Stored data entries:

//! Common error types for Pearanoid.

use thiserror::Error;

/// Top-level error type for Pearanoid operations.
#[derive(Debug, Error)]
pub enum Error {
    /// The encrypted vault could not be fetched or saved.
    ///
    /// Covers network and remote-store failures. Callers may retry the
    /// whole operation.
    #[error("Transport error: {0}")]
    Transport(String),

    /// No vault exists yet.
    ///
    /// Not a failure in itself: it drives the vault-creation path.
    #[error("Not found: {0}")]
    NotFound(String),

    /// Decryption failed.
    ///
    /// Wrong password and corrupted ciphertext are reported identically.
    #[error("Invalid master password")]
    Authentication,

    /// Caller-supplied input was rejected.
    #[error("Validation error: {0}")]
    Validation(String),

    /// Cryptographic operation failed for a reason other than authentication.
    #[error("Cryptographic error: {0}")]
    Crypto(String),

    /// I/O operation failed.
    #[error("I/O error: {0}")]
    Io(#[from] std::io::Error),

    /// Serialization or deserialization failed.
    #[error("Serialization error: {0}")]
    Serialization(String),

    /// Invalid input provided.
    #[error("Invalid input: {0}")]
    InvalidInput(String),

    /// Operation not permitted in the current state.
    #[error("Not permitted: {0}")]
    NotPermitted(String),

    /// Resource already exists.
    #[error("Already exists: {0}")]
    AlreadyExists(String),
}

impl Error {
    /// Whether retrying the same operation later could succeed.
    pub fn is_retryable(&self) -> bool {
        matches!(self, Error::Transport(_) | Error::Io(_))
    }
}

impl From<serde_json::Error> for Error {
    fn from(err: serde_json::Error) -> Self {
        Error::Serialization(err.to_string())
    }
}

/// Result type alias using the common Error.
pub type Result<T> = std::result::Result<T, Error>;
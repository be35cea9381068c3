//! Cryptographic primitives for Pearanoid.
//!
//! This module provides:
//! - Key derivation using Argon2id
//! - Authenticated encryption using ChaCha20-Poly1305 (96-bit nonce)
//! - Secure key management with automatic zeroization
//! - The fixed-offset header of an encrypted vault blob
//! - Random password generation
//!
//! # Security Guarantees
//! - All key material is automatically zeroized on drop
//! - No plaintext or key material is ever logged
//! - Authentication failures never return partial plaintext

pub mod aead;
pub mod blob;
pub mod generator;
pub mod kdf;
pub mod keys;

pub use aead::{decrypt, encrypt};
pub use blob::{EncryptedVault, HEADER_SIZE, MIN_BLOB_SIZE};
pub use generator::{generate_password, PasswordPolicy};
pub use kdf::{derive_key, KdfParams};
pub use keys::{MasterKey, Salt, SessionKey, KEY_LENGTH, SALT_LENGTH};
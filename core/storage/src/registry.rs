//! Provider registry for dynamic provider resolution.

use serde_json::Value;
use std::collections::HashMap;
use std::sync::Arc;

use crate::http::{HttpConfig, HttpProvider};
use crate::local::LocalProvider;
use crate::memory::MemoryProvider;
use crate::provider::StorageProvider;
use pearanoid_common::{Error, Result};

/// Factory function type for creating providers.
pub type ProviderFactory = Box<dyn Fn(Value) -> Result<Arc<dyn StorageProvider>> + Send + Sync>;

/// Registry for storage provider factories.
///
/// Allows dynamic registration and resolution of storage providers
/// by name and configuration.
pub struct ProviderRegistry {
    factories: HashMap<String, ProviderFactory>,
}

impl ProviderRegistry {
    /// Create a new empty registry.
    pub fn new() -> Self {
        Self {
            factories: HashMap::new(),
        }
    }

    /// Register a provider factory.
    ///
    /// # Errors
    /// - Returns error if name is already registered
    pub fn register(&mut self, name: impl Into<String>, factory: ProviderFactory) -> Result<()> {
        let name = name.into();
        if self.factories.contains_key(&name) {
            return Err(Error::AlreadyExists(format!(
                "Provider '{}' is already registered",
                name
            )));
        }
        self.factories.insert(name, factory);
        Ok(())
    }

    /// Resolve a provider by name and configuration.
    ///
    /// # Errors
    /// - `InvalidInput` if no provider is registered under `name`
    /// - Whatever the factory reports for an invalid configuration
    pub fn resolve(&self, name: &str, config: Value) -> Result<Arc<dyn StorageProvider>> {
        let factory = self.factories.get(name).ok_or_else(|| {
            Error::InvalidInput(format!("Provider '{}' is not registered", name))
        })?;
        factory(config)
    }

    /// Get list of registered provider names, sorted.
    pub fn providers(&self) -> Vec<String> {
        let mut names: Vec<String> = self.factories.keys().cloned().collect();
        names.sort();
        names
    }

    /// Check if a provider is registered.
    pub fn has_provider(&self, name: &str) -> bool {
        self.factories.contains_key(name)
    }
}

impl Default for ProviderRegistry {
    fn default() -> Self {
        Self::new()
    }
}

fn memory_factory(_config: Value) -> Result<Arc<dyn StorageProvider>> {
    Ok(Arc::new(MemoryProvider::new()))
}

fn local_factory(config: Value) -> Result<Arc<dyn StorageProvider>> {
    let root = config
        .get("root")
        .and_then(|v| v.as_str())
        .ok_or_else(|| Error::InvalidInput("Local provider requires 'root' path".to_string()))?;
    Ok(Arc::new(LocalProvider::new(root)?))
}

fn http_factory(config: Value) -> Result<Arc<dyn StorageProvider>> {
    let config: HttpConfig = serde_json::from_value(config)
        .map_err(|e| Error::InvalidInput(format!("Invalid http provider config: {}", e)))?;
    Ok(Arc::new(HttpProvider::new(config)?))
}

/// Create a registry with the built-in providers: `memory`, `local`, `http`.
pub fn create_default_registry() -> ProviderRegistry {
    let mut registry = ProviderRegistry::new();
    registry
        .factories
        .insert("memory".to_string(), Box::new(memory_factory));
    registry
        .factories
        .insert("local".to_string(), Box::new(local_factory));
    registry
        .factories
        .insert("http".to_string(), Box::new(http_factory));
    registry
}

• _PROMPT_
Repeat the line that contains "let mut registry", then every line after it until the records end, with nothing added.

• _EXPECTED ANSWER_
    let mut registry = ProviderRegistry::new();
    registry
        .factories
        .insert("memory".to_string(), Box::new(memory_factory));
    registry
        .factories
        .insert("local".to_string(), Box::new(local_factory));
    registry
        .factories
        .insert("http".to_string(), Box::new(http_factory));
    registry
}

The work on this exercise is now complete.